La mayoría de las vías urbanas permanece sin empedrar, situación que ocasiona infinidad de percances peligrosos en los inviernos por los apestosos lodazales. Junto a la inexistencia de agua potable, son los desencadenantes de reiteradas epidemias de males infecciosos. En las cíclicas épocas de lluvias, de tres meses cada una, las calles se convierten en trampas mortales para los transeúntes, sobre todo para las mujeres que van ataviadas de vestidos largos hasta el piso. No obstante, en conjunto la ciudad es aseada. Los lugareños priorizan el hábito del aseo personal y el de los hogares, una cualidad resaltada por viajeros nacionales e internacionales desde siempre. En reiteradas ocasiones ciudadanos y hombres de negocios organizan campañas de ornamentación, que incluyen el blanqueamiento de las casas o desyerbar y mantener limpio su frontis.

Aunque es poco visible en el registro de Pacini, la población tiene marcado en sus recuerdos y la ciudad en sus edificaciones el sacudimiento del apocalíptico terremoto de Cúcuta del 18 de mayo de 1875. Unos meses antes ya el fotógrafo florentino estaba radicado en San Cristóbal, en el Estado del Táchira en Venezuela. Luego se mudó a Cúcuta, allí aprisionó inestimables fotos de la próspera capital. A los días de su arribo le sorprendió el destructor evento natural. Al estilo de un reportero gráfico moderno, retrató con minuciosidad la destrucción de la que fuera un floreciente centro urbano. 

El espantoso sismo dejó afectaciones serias en la iglesia de San Francisco, que comprometieron la espadaña, y en la estructura de la torre rectangular de la catedral de Santa Ana que perdió la cúpula y se averió, de igual manera, su espadaña. Desde el año anterior, comenzó una campaña para remodelar el frente y levantar la torre actual, que contiene reminiscencias árabes en su diseño. Las iglesias coloniales de Santa Rita, San Agustín y el Dulce Nombre tuvieron algunas afectaciones menores.
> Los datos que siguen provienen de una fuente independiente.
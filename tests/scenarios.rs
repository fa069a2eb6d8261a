#![cfg(test)]
//! Black-box scenario tests, one per named concrete example.
use cutstock::{Algorithm, DemandLine, Goal, Priority, SolveRequest};

fn request(master_roll_length: u64, demand: Vec<DemandLine>, algorithm: Algorithm, goal: Goal) -> SolveRequest {
    SolveRequest::new(master_roll_length, algorithm, goal, demand)
}

#[test]
fn s1_two_pieces_exactly_fill_one_roll() {
    let req = request(100, vec![DemandLine::new(50, 2, Priority::Normal)], Algorithm::ColumnGeneration, Goal::MinimizeWaste);
    let result = cutstock::solve(&req).unwrap();
    assert_eq!(result.total_rolls, 1);
    assert!((result.efficiency - 100.0).abs() < 1e-6);
    assert_eq!(result.patterns[0].cuts.len(), 1);
    assert_eq!(result.patterns[0].waste, 0);
}

#[test]
fn s2_first_fit_decreasing_opens_two_rolls_for_two_large_pieces() {
    let req = request(
        100,
        vec![DemandLine::new(60, 1, Priority::Normal), DemandLine::new(50, 1, Priority::Normal)],
        Algorithm::FirstFitDecreasing,
        Goal::MinimizeRolls,
    );
    let result = cutstock::solve(&req).unwrap();
    assert_eq!(result.total_rolls, 2);
    assert_eq!(result.total_waste, 80);
    assert!((result.efficiency - 55.0).abs() < 1e-6);
}

#[test]
fn s3_column_generation_combines_complementary_lengths() {
    let req = request(
        100,
        vec![
            DemandLine::new(60, 1, Priority::Normal),
            DemandLine::new(40, 1, Priority::Normal),
            DemandLine::new(30, 2, Priority::Normal),
        ],
        Algorithm::ColumnGeneration,
        Goal::MinimizeRolls,
    );
    let result = cutstock::solve(&req).unwrap();
    assert_eq!(result.total_rolls, 2);
    assert!((result.efficiency - 80.0).abs() < 1e-6);
}

#[test]
fn s4_mixed_lengths_hit_the_lp_lower_bound() {
    let req = request(
        600,
        vec![
            DemandLine::new(100, 5, Priority::Normal),
            DemandLine::new(150, 3, Priority::Normal),
            DemandLine::new(200, 2, Priority::Normal),
        ],
        Algorithm::ColumnGeneration,
        Goal::MinimizeWaste,
    );
    let result = cutstock::solve(&req).unwrap();
    assert_eq!(result.total_rolls, 3);
    assert!((result.efficiency - 75.0).abs() < 1e-6);
    for pattern in &result.patterns {
        assert!(pattern.waste <= 150);
    }
}

#[test]
fn s5_seven_small_pieces_fit_in_three_rolls() {
    let req = request(10, vec![DemandLine::new(3, 7, Priority::Normal)], Algorithm::ColumnGeneration, Goal::MinimizeRolls);
    let result = cutstock::solve(&req).unwrap();
    assert_eq!(result.total_rolls, 3);
    assert_eq!(result.total_waste, 9);
}

#[test]
fn s6_range_sweep_reports_monotonic_efficiency_summary() {
    use cutstock::RangeRequest;
    let req = RangeRequest {
        min: 100,
        max: 200,
        step: 10,
        unit_cost: 1.0,
        algorithm: Algorithm::ColumnGeneration,
        goal: Goal::MinimizeRolls,
        demand: vec![DemandLine::new(40, 5, Priority::Normal), DemandLine::new(60, 3, Priority::Normal)],
        limits: Default::default(),
    };
    let result = cutstock::solve_range(&req, |_| {}).unwrap();
    assert!(result.summary.count > 0);
    assert!(result.summary.best_efficiency >= result.summary.mean_efficiency);
    assert!(result.summary.mean_efficiency >= result.summary.worst_efficiency);
}
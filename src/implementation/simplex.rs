// Copyright 2020 Xavier Gillard
//
// Permission is hereby granted, free of charge, to any person obtaining a copy of
// this software and associated documentation files (the "Software"), to deal in
// the Software without restriction, including without limitation the rights to
// use, copy, modify, merge, publish, distribute, sublicense, and/or sell copies of
// the Software, and to permit persons to whom the Software is furnished to do so,
// subject to the following conditions:
//
// The above copyright notice and this permission notice shall be included in all
// copies or substantial portions of the Software.
//
// THE SOFTWARE IS PROVIDED "AS IS", WITHOUT WARRANTY OF ANY KIND, EXPRESS OR
// IMPLIED, INCLUDING BUT NOT LIMITED TO THE WARRANTIES OF MERCHANTABILITY, FITNESS
// FOR A PARTICULAR PURPOSE AND NONINFRINGEMENT. IN NO EVENT SHALL THE AUTHORS OR
// COPYRIGHT HOLDERS BE LIABLE FOR ANY CLAIM, DAMAGES OR OTHER LIABILITY, WHETHER
// IN AN ACTION OF CONTRACT, TORT OR OTHERWISE, ARISING FROM, OUT OF OR IN
// CONNECTION WITH THE SOFTWARE OR THE USE OR OTHER DEALINGS IN THE SOFTWARE.

//! An in-process two-phase dense-tableau simplex, used as the default
//! `LpBackend`. Bland's rule (smallest index in, smallest index out on
//! ratio-test ties) is used throughout rather than the usual steepest-edge
//! or Dantzig rule, trading a few extra pivots for guaranteed termination
//! and bit-for-bit determinism.
//!
//! Tableau layout, `m` demand constraints and `n` pool patterns:
//! `[ y_1 .. y_n | s_1 .. s_m | a_1 .. a_m | rhs ]`, one row per constraint
//! plus a trailing reduced-cost row. Constraint `i` reads
//! `Σ_p a_pi·y_p - s_i + a_i = q_i`. Because the artificial columns start out
//! as the identity, their final reduced-cost row entries are exactly the
//! dual prices `π_i = c_B^T B^{-1} e_i` once phase 2's cost vector charges
//! artificials nothing.
use crate::abstraction::lp::{LpBackend, LpSolution};
use crate::common::{NormalizedDemand, Pattern};
use crate::error::CutStockError;

const EPS: f64 = 1e-9;
const MAX_PIVOTS: usize = 10_000;

/// The default, dependency-free LP backend used by the column generator.
#[derive(Default)]
pub struct TableauSimplex;

struct Tableau {
    rows: Vec<Vec<f64>>,
    cost: Vec<f64>,
    basis: Vec<usize>,
    n_struct: usize,
    n_surplus: usize,
    n_cols: usize,
}

impl Tableau {
    fn new(a: &[Vec<f64>], q: &[f64]) -> Tableau {
        let m = a.len();
        let n_struct = if m > 0 { a[0].len() } else { 0 };
        let n_cols = n_struct + 2 * m;
        let mut rows = vec![vec![0.0; n_cols + 1]; m];
        for i in 0..m {
            for j in 0..n_struct {
                rows[i][j] = a[i][j];
            }
            rows[i][n_struct + i] = -1.0; // surplus
            rows[i][n_struct + m + i] = 1.0; // artificial
            rows[i][n_cols] = q[i];
        }
        let basis = (0..m).map(|i| n_struct + m + i).collect();
        Tableau {
            rows,
            cost: vec![0.0; n_cols + 1],
            basis,
            n_struct,
            n_surplus: m,
            n_cols,
        }
    }

    fn m(&self) -> usize {
        self.rows.len()
    }

    fn artificial_col(&self, i: usize) -> usize {
        self.n_struct + self.n_surplus + i
    }

    /// Recomputes the reduced-cost row from scratch for the given objective
    /// cost vector, using the current (possibly already-pivoted) tableau.
    /// Valid because `cost[j] = cB^T * tableau_col(j) - c[j]` only depends
    /// on the current basis, not on how it was reached.
    fn recompute_cost_row(&mut self, c: &[f64]) {
        for j in 0..=self.n_cols {
            let cj = if j < self.n_cols { c[j] } else { 0.0 };
            let mut acc = 0.0;
            for i in 0..self.m() {
                acc += c[self.basis[i]] * self.rows[i][j];
            }
            self.cost[j] = acc - cj;
        }
    }

    /// Runs simplex pivots against the current `cost` row until optimal
    /// (no column in `eligible` has reduced cost `< -EPS`) or the pivot cap
    /// is hit. Bland's rule throughout.
    fn pivot_to_optimality(&mut self, eligible: impl Fn(usize) -> bool) -> Result<(), CutStockError> {
        for _ in 0..MAX_PIVOTS {
            let entering = (0..self.n_cols)
                .filter(|&j| eligible(j))
                .find(|&j| self.cost[j] < -EPS);
            let entering = match entering {
                Some(j) => j,
                None => return Ok(()),
            };

            let mut leaving_row: Option<usize> = None;
            let mut best_ratio = f64::INFINITY;
            for i in 0..self.m() {
                let coeff = self.rows[i][entering];
                if coeff > EPS {
                    let ratio = self.rows[i][self.n_cols] / coeff;
                    let better = ratio < best_ratio - EPS
                        || ((ratio - best_ratio).abs() <= EPS
                            && leaving_row.map_or(true, |r| self.basis[i] < self.basis[r]));
                    if better {
                        best_ratio = ratio;
                        leaving_row = Some(i);
                    }
                }
            }
            let pivot_row = match leaving_row {
                Some(r) => r,
                None => {
                    return Err(CutStockError::BackendFailure(
                        "lp master is unbounded in the entering direction".to_string(),
                    ))
                }
            };

            let pivot_value = self.rows[pivot_row][entering];
            for j in 0..=self.n_cols {
                self.rows[pivot_row][j] /= pivot_value;
            }
            for i in 0..self.m() {
                if i == pivot_row {
                    continue;
                }
                let factor = self.rows[i][entering];
                if factor.abs() > EPS {
                    for j in 0..=self.n_cols {
                        self.rows[i][j] -= factor * self.rows[pivot_row][j];
                    }
                }
            }
            let factor = self.cost[entering];
            if factor.abs() > EPS {
                for j in 0..=self.n_cols {
                    self.cost[j] -= factor * self.rows[pivot_row][j];
                }
            }
            self.basis[pivot_row] = entering;
        }
        Err(CutStockError::BackendFailure(
            "lp master did not converge within the pivot budget".to_string(),
        ))
    }

    fn value_of(&self, col: usize) -> f64 {
        match self.basis.iter().position(|&b| b == col) {
            Some(row) => self.rows[row][self.n_cols],
            None => 0.0,
        }
    }
}

impl LpBackend for TableauSimplex {
    fn solve(&self, pool: &[Pattern], demand: &NormalizedDemand) -> Result<LpSolution, CutStockError> {
        let m = demand.len();
        let n = pool.len();
        if m == 0 || n == 0 {
            return Err(CutStockError::BackendFailure(
                "lp master requires at least one demand item and one pattern".to_string(),
            ));
        }

        let a: Vec<Vec<f64>> = demand
            .items()
            .iter()
            .map(|item| pool.iter().map(|p| p.count_of(item.length) as f64).collect())
            .collect();
        let q: Vec<f64> = demand.items().iter().map(|item| item.quantity as f64).collect();

        let mut tableau = Tableau::new(&a, &q);

        // Phase 1: minimize the sum of artificial variables. Every
        // artificial starts basic, so cB = 1 for every row, making the
        // initial reduced costs `sum_i A[i][j] - c1[j]`.
        let mut phase1_cost = vec![0.0; tableau.n_cols];
        for j in (tableau.n_struct + tableau.n_surplus)..tableau.n_cols {
            phase1_cost[j] = 1.0;
        }
        tableau.recompute_cost_row(&phase1_cost);
        tableau.pivot_to_optimality(|_| true)?;

        let phase1_objective = -tableau.cost[tableau.n_cols];
        if phase1_objective.abs() > 1e-6 {
            return Err(CutStockError::BackendFailure(format!(
                "lp master is infeasible for the current pattern pool (phase 1 residual {:.6})",
                phase1_objective
            )));
        }

        // Pivot out any artificial that is still basic at zero level, where
        // possible, so phase 2 never has to reason about it.
        for i in 0..tableau.m() {
            let art_col = tableau.artificial_col(i);
            if tableau.basis[i] == art_col {
                if let Some(j) = (0..tableau.n_struct + tableau.n_surplus).find(|&j| tableau.rows[i][j].abs() > EPS) {
                    let pivot_value = tableau.rows[i][j];
                    for k in 0..=tableau.n_cols {
                        tableau.rows[i][k] /= pivot_value;
                    }
                    for r in 0..tableau.m() {
                        if r == i {
                            continue;
                        }
                        let factor = tableau.rows[r][j];
                        if factor.abs() > EPS {
                            for k in 0..=tableau.n_cols {
                                tableau.rows[r][k] -= factor * tableau.rows[i][k];
                            }
                        }
                    }
                    tableau.basis[i] = j;
                }
            }
        }

        // Phase 2: minimize Σ y_p. Artificials are never eligible to
        // re-enter the basis (their presence only matters for reading off
        // duals), which is simpler and just as correct as penalizing them
        // with a big-M cost.
        let mut phase2_cost = vec![0.0; tableau.n_cols];
        for j in 0..tableau.n_struct {
            phase2_cost[j] = 1.0;
        }
        tableau.recompute_cost_row(&phase2_cost);
        let n_struct = tableau.n_struct;
        let n_surplus = tableau.n_surplus;
        tableau.pivot_to_optimality(|j| j < n_struct + n_surplus)?;

        let primal: Vec<f64> = (0..n).map(|p| tableau.value_of(p).max(0.0)).collect();
        let duals: Vec<f64> = (0..m).map(|i| tableau.cost[tableau.artificial_col(i)]).collect();
        let objective: f64 = primal.iter().sum();

        Ok(LpSolution { primal, duals, objective })
    }
}

#[cfg(test)]
mod tests {
    use super::*;
    use crate::implementation::normalizer::normalize;
    use crate::limits::SolverLimits;
    use crate::request::DemandLine;
    use crate::common::Priority;

    #[test]
    fn singleton_pool_reproduces_the_trivial_feasible_solution() {
        let demand = normalize(&[DemandLine::new(50, 2, Priority::Normal)], 100, &SolverLimits::default()).unwrap();
        let pool = vec![Pattern::from_counts(vec![(50, 1)], 100).unwrap()];
        let solution = TableauSimplex::default().solve(&pool, &demand).unwrap();
        assert!((solution.primal[0] - 2.0).abs() < 1e-6);
        assert!((solution.objective - 2.0).abs() < 1e-6);
    }

    #[test]
    fn a_pattern_that_covers_two_lengths_at_once_is_preferred() {
        let demand = normalize(
            &[DemandLine::new(60, 1, Priority::Normal), DemandLine::new(40, 1, Priority::Normal)],
            100,
            &SolverLimits::default(),
        )
        .unwrap();
        let pool = vec![
            Pattern::from_counts(vec![(60, 1)], 100).unwrap(),
            Pattern::from_counts(vec![(40, 1)], 100).unwrap(),
            Pattern::from_counts(vec![(60, 1), (40, 1)], 100).unwrap(),
        ];
        let solution = TableauSimplex::default().solve(&pool, &demand).unwrap();
        assert!((solution.objective - 1.0).abs() < 1e-6);
        assert!((solution.primal[2] - 1.0).abs() < 1e-6);
    }

    #[test]
    fn duals_are_nonnegative_for_a_covering_lp() {
        let demand = normalize(
            &[DemandLine::new(60, 1, Priority::Normal), DemandLine::new(40, 1, Priority::Normal)],
            100,
            &SolverLimits::default(),
        )
        .unwrap();
        let pool = vec![
            Pattern::from_counts(vec![(60, 1)], 100).unwrap(),
            Pattern::from_counts(vec![(40, 1)], 100).unwrap(),
        ];
        let solution = TableauSimplex::default().solve(&pool, &demand).unwrap();
        assert!(solution.duals.iter().all(|&d| d >= -1e-6));
    }
}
En las casas de tapia pisada y teja del centro, donde se concentraban las familias ricas de la población, se derrumbaron techos y agrietaron paredes, las de bahareque y techos de paja de los barrios aledaños sufrieron menor perjuicio; como en “El Llano de Chaves”. Por eso ciudadanos opulentos decidieron construir nuevas viviendas en aquel emplazamiento y dieron origen al barrio del mismo nombre.

El valioso registro de Pacini Rossio apresa un sosegado instante de la ciudad llena de necesidades y ansiosa salir del encierro geográfico para buscar el desarrollo y el mundo. Terminada su visita, el fotógrafo sigue a El Socorro, donde abre un estudio y contrae matrimonio en agosto de ese año de 1876. Después de varios años se mudaría a Bogotá.